Consider rational approximations of $\sqrt{2} + \frac{1}{a}$. By Dirichlet approximation, we can find integers $m, t$ with $1 \leq t < a$ such that \[\left|m - t\left(\sqrt{2} + \frac{1}{a}\right)\right| < \frac{1}{a}\]The above translates to $\frac{t-1}{a} < m-t\sqrt{2} < \frac{t+1}{a}$. In particular, remark that it follows $0 < m-t\sqrt{2} < 1$ because of $t \in [1, a)$. Thus $m-t\sqrt{2} = \{-t\sqrt{2}\}$. In particular, since this number and $t/a$ are less than $1/a$ apart, it follows that the intervals \[ (t/a, (t+1)/a) \text{ , } \left(\{-t\sqrt{2}\}, 1/a + \{-t\sqrt{2}\}\right)\]intersect.
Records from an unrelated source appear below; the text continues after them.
//! Where finished frames go.

use std::collections::BTreeMap;
use std::io::{self, Write};

use serde::Serialize;

use tsa_core::primitives::DrawPrimitive;
use tsa_core::state::SimulationState;

use crate::state::Frame;

/// Receives each frame's primitives in paint order.
pub trait PrimitiveSink {
    fn present(&mut self, frame: &Frame) -> io::Result<()>;
}

/// Logs a one-line summary per frame.
#[derive(Debug, Default)]
pub struct LogSink;

impl PrimitiveSink for LogSink {
    fn present(&mut self, frame: &Frame) -> io::Result<()> {
        let mut counts: BTreeMap<&'static str, usize> = BTreeMap::new();
        for p in &frame.primitives {
            *counts.entry(p.name()).or_default() += 1;
        }
        log::info!(
            "frame tick={} primitives={} {:?}",
            frame.state.tick,
            frame.primitives.len(),
            counts
        );
        Ok(())
    }
}

#[derive(Serialize)]
struct FrameRecord<'a> {
    state: &'a SimulationState,
    primitives: &'a [DrawPrimitive],
}

/// Writes each frame as one JSON object per line.
pub struct JsonLinesSink<W: Write> {
    out: W,
}

impl<W: Write> JsonLinesSink<W> {
    pub fn new(out: W) -> Self {
        Self { out }
    }

    pub fn into_inner(self) -> W {
        self.out
    }
}

impl<W: Write> PrimitiveSink for JsonLinesSink<W> {
    fn present(&mut self, frame: &Frame) -> io::Result<()> {
        let record = FrameRecord {
            state: &frame.state,
            primitives: &frame.primitives,
        };
        serde_json::to_writer(&mut self.out, &record)?;
        self.out.write_all(b"\n")?;
        self.out.flush()
    }
}

/// Collects frames in memory.
#[derive(Debug, Default)]
pub struct RecordingSink {
    pub frames: Vec<Frame>,
}

impl PrimitiveSink for RecordingSink {
    fn present(&mut self, frame: &Frame) -> io::Result<()> {
        self.frames.push(frame.clone());
        Ok(())
    }
}
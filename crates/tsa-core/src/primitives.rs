//! Draw primitives handed to the host renderer, in paint order.

use serde::{Deserialize, Serialize};

use crate::enums::{HatchPattern, LineCap};
use crate::types::{Color, Point2D, Rect};

/// One screen-space drawing instruction.
///
/// A frame is an ordered `Vec<DrawPrimitive>`; the backend paints them
/// front to back exactly as listed.
#[derive(Debug, Clone, PartialEq, Serialize, Deserialize)]
#[serde(tag = "type")]
pub enum DrawPrimitive {
    /// Solid background fill.
    FillRect { rect: Rect, color: Color },
    /// Filled polygon with a hatch pattern and no stroke.
    Polygon {
        points: Vec<Point2D>,
        pattern: HatchPattern,
        color: Color,
        opacity: f64,
    },
    /// Stroked line.
    Line {
        from: Point2D,
        to: Point2D,
        color: Color,
        width: f64,
        cap: LineCap,
    },
    /// Filled circle marker.
    Circle {
        center: Point2D,
        radius: f64,
        color: Color,
    },
    /// Filled triangle (arrowheads).
    Triangle { points: [Point2D; 3], color: Color },
}

impl DrawPrimitive {
    /// Short name used in logs and frame summaries.
    pub fn name(&self) -> &'static str {
        match self {
            DrawPrimitive::FillRect { .. } => "fill_rect",
            DrawPrimitive::Polygon { .. } => "polygon",
            DrawPrimitive::Line { .. } => "line",
            DrawPrimitive::Circle { .. } => "circle",
            DrawPrimitive::Triangle { .. } => "triangle",
        }
    }
}
//! Key-directory request and response records.
//!
//! All fields default to their zero value so that a record can be built
//! empty and then filled from the URL path, the query string and the JSON
//! body in turn.

use serde::{Deserialize, Serialize};

use crate::Timestamp;

/// A public key published by a user for one application.
#[derive(Debug, Clone, Default, PartialEq, Eq, Serialize, Deserialize)]
#[serde(default)]
pub struct Key {
    /// Application the key is used with (e.g. `gmail`).
    pub app_id: String,
    /// Opaque key material.
    pub key: String,
    /// When the key was created.
    pub creation_time: Option<Timestamp>,
}

/// A key together with the signature that binds it to its owner.
#[derive(Debug, Clone, Default, PartialEq, Eq, Serialize, Deserialize)]
#[serde(default)]
pub struct SignedKey {
    /// The signed key.
    pub key: Option<Key>,
    /// Opaque signature over `key`.
    pub signature: String,
}

/// A signed key as stored in the directory, with its identifier.
#[derive(Debug, Clone, Default, PartialEq, Eq, Serialize, Deserialize)]
#[serde(default)]
pub struct KeyEntry {
    /// Key identifier, unique per user.
    pub key_id: String,
    /// The stored signed key.
    pub signed_key: SignedKey,
}

/// A user and the keys published for them.
#[derive(Debug, Clone, Default, PartialEq, Eq, Serialize, Deserialize)]
#[serde(default)]
pub struct User {
    /// User identifier (usually an email address).
    pub user_id: String,
    /// Published keys.
    pub keys: Vec<KeyEntry>,
}

/// `GET /v1/users/{user_id}`.
#[derive(Debug, Clone, Default, PartialEq, Eq, Serialize, Deserialize)]
#[serde(default)]
pub struct GetUserRequest {
    /// User to look up. Bound from the path.
    pub user_id: String,
    /// Restrict the result to keys of this application.
    pub app_id: String,
    /// Return the directory state as of this time.
    pub time: Option<Timestamp>,
}

/// `POST /v1/users/{user_id}/keys`.
#[derive(Debug, Clone, Default, PartialEq, Eq, Serialize, Deserialize)]
#[serde(default)]
pub struct CreateKeyRequest {
    /// Owner of the new key. Bound from the path.
    pub user_id: String,
    /// The key to publish.
    pub signed_key: Option<SignedKey>,
}

/// `PUT /v1/users/{user_id}/keys/{key_id}`.
#[derive(Debug, Clone, Default, PartialEq, Eq, Serialize, Deserialize)]
#[serde(default)]
pub struct UpdateKeyRequest {
    /// Owner of the key. Bound from the path.
    pub user_id: String,
    /// Key to replace. Bound from the path.
    pub key_id: String,
    /// The replacement key.
    pub signed_key: Option<SignedKey>,
}

/// `DELETE /v1/users/{user_id}/keys/{key_id}`.
#[derive(Debug, Clone, Default, PartialEq, Eq, Serialize, Deserialize)]
#[serde(default)]
pub struct DeleteKeyRequest {
    /// Owner of the key. Bound from the path.
    pub user_id: String,
    /// Key to remove. Bound from the path.
    pub key_id: String,
}

/// Empty response body returned by operations with nothing to report.
#[derive(Debug, Clone, Default, PartialEq, Eq, Serialize, Deserialize)]
pub struct Empty {}

#[cfg(test)]
mod tests {
    use super::*;

    #[test]
    fn test_records_decode_from_empty_object() {
        let req: CreateKeyRequest = serde_json::from_str("{}").unwrap();
        assert_eq!(req, CreateKeyRequest::default());

        let req: GetUserRequest = serde_json::from_str("{}").unwrap();
        assert!(req.time.is_none());
    }

    #[test]
    fn test_nested_creation_time() {
        let json = r#"{"signed_key":{"key": {"creation_time": {"seconds": 1431993516, "nanos": 0}}}}"#;
        let req: CreateKeyRequest = serde_json::from_str(json).unwrap();
        let time = req.signed_key.and_then(|s| s.key).and_then(|k| k.creation_time);
        assert_eq!(time, Some(Timestamp::new(1_431_993_516, 0)));
    }

    #[test]
    fn test_user_serialization() {
        let user = User {
            user_id: "alice@example.com".to_string(),
            keys: vec![KeyEntry {
                key_id: "k1".to_string(),
                signed_key: SignedKey::default(),
            }],
        };
        let json = serde_json::to_value(&user).unwrap();
        assert_eq!(json["user_id"], "alice@example.com");
        assert_eq!(json["keys"][0]["key_id"], "k1");
    }

    #[test]
    fn test_empty_serializes_to_object() {
        assert_eq!(serde_json::to_string(&Empty {}).unwrap(), "{}");
    }
}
Because $\sqrt{2}$ is irrational, the numbers $\{n\sqrt{2}\}$ are equidistributed mod $1$. Since the above intervals lie completely inside $(0, 1)$ (from the earlier bounding) it follows that we can select a positive integer $n$ such that $\{n\sqrt{2}\}$ lies in both of the above intervals. We claim that this $n$ works, which will finish the problem. First, remark that $a\{n\sqrt{2}\}$ lies strictly between $t$ and $t+1$, implying that $f(n) = n+t \ne n$. Now, since \[\{n\sqrt{2}\}+\{t\sqrt{2}\} > \{-t\sqrt{2}\}+\{t\sqrt{2}\} = 1\]we have $\{(n+t)\sqrt{2}\} = \{n\sqrt{2}\}-\{-t\sqrt{2}\} < 1/a$, implying that $\lfloor a\{(n+t)\sqrt{2}\} \rfloor = 0$ or that $f(n+t) = n+t$. Thus $n$ satisfies $f(f(n)) = f(n)$ and $f(n) \ne n$, as desired.

I would be amused if someone solves this problem while proceeding forwards. I had to back construct $n$ by going all the way "back" to considering the real number $\sqrt{2}+1/a$.